Que podemos regresar a las épocas que abandonamos, es una expectativa latente en el desarrollo de lo político. Va en ambos sentidos, tanto el retorno a lo que añoramos, como hacia aquello de lo que escapamos.

Con el primer caso lo ingleses, en especial los irlandeses se sentirían cómodos, ahora que parece van por buen camino para lograr su independencia, para ellos, el reacomodo de las cosas como originalmente estaban.

Con el segundo caso, podemos entender lo que pasa en Hungría, la toma del poder casi total de FIDESZ y su programa de profunda reforma constitucional. Diría Kim Lane Scheppele, sobre esto, para el New York Times: “la actividad constitucional ha transformado el horizonte legal, para remover los controles sobre el poder gubernamental y poner virtualmente todo el poder en manos del partido gobernante, ahora y en el futuro”.

Sabemos lo que lo anterior significa para el ejercicio democrático, prácticamente su aniquilación, al no haber libertad de expresar opiniones, por temor a ser castigado de cualquier manera.

Se destruye la democracia en un país donde impera la unilateralidad discursiva eso es indudable, y así lo subraya no tan entrelíneas la Corte Europea de Derechos Humanos (CEDH), al referirse al despido prematuro del presidente de la Suprema Corte de ese país.

Andras Baka, quien fuera igualmente juez de la CEDH, siendo presidente de la Suprema Corte de su país, fue despedido –mediante una reforma constitucional- tres y medio años antes de terminar su nombramiento. Este hecho sería analizado por la CEDH.

Lo primero que resolvería este tribunal, es que se le negó el acceso a un tribunal para defender sus derechos violados, cuando se determinó prematuramente la terminación de su nombramiento como Presidente de la Corte Suprema.

hungríaSe logró definir que la imposibilidad de acceder a una Corte se dio, porque la medida misma de terminación anticipada del cargo, se instituyó en la propia Constitución de Hungría, lo que imposibilitaba cualquier tipo de revisión judicial dentro de ese país. Esto nos hace pensar, cómo una medida arbitraria puede ser introducida a través de la norma más importante de un país, algo que merece una reflexión profunda, recordemos que en México actualmente se pasa por una serie de reformas a la Constitución, que afecta a principios fundamentales, como el federalismo, el caso básico, la reciente reforma a los órganos electorales.

Además, no se había logrado comprobar que la terminación anticipada estaba justificada, o sea, relacionada con el mal ejercicio de poder estatal y por tanto se pudiera negar el acceso a cortes. Lo que nos lleva a la segunda reflexión del tribunal.

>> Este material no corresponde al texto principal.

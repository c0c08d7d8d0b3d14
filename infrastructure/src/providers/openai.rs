//! OpenAI-style chat completions protocol.
//!
//! Spoken by OpenAI, DeepSeek, Mistral, and every configured compatible
//! endpoint.

use council_application::GatewayError;
use council_domain::{util, Participant};
use serde::{Deserialize, Serialize};

#[derive(Serialize)]
struct ChatRequest<'a> {
    model: &'a str,
    messages: Vec<ChatMessage<'a>>,
}

#[derive(Serialize)]
struct ChatMessage<'a> {
    role: &'a str,
    content: &'a str,
}

#[derive(Deserialize)]
struct ChatResponse {
    choices: Vec<Choice>,
}

#[derive(Deserialize)]
struct Choice {
    message: ResponseMessage,
}

#[derive(Deserialize)]
struct ResponseMessage {
    content: Option<String>,
}

pub(super) async fn complete(
    client: &reqwest::Client,
    base_url: &str,
    participant: &Participant,
    prompt: &str,
) -> Result<String, GatewayError> {
    let url = format!("{}/chat/completions", base_url.trim_end_matches('/'));
    let body = ChatRequest {
        model: &participant.model,
        messages: vec![ChatMessage {
            role: "user",
            content: prompt,
        }],
    };

    let response = client
        .post(&url)
        .bearer_auth(participant.credential.expose())
        .json(&body)
        .send()
        .await
        .map_err(|e| GatewayError::Connection(e.to_string()))?;

    let status = response.status();
    if !status.is_success() {
        let detail = response.text().await.unwrap_or_default();
        return Err(GatewayError::RequestFailed(format!(
            "{status}: {}",
            util::excerpt(&detail, 200)
        )));
    }

    let parsed: ChatResponse = response
        .json()
        .await
        .map_err(|e| GatewayError::MalformedResponse(e.to_string()))?;

    parsed
        .choices
        .into_iter()
        .next()
        .and_then(|choice| choice.message.content)
        .ok_or_else(|| {
            GatewayError::MalformedResponse("response carried no message content".to_string())
        })
}
//! Structured logging adapters.

pub mod transcript;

Se debía analizar el hecho de que la terminación anticipada y la configuración de los nuevos requisitos para ser presidente de la Suprema Corte, se diera muy poco tiempo después de una serie de opiniones expresadas por Baka, sobre reformas legislativas que afectaban al Poder Judicial. Como decíamos líneas arriba, el debilitamiento democrático, al exigirse sólo un discurso. Esto estaba relacionado con la posible violación de la libertad de expresión.

Sobre esto, resolvería la CEDH. Primero, las expresiones de Baka sobre el funcionamiento del poder judicial, la independencia y no remoción de jueces, la edad de retiro de jueces, son temas de interés público. Segundo, las expresiones sobre reformas legislativas en esos temas, eran tanto un derecho como una obligación del juez, en su carácter de presidente de la Corte Suprema. Tercero, existían serias consecuencias pecuniarias, ya que la terminación se dio tres años y medio antes, al igual que el temor a una sanción de esa forma podría tener un efecto dañino en el ejercicio de la libertad de expresión de otros jueces que quisieran expresarse sobre esos mismos temas.

Finalmente, la medida, como hemos visto, no podía ser recurrida ante ningún tribunal. El conclusión, el despido anticipado y la reforma constitucional bajo la que se dio, resultaban lesivos de su libertad de expresión y acceso a juicio justo.

Pensando sin formalismos, uno diría, si esto lo hacen con el juez más emblemático de un país, qué se podría hacer con un ciudadano común. Y más grave, toda esta serie de cambios vienen directamente desde la Constitución, o sea la norma más importante de una nación, ¿cómo defenderse?

Como decíamos, este es un claro ejemplo del segundo caso del retorno a épocas pasadas, un país que logró salir de la opresión y tornarse democrático, mediante medidas democráticas recae en la opresión, algo que pensaríamos no puede pasar, pues el ejercicio democrático lo garantiza así, pero recordando a Galileo, “E pur si mouve”, sin embargo se mueve.

Víctor Manuel Collí Ek. Investigador de la Universidad Autónoma de Campeche.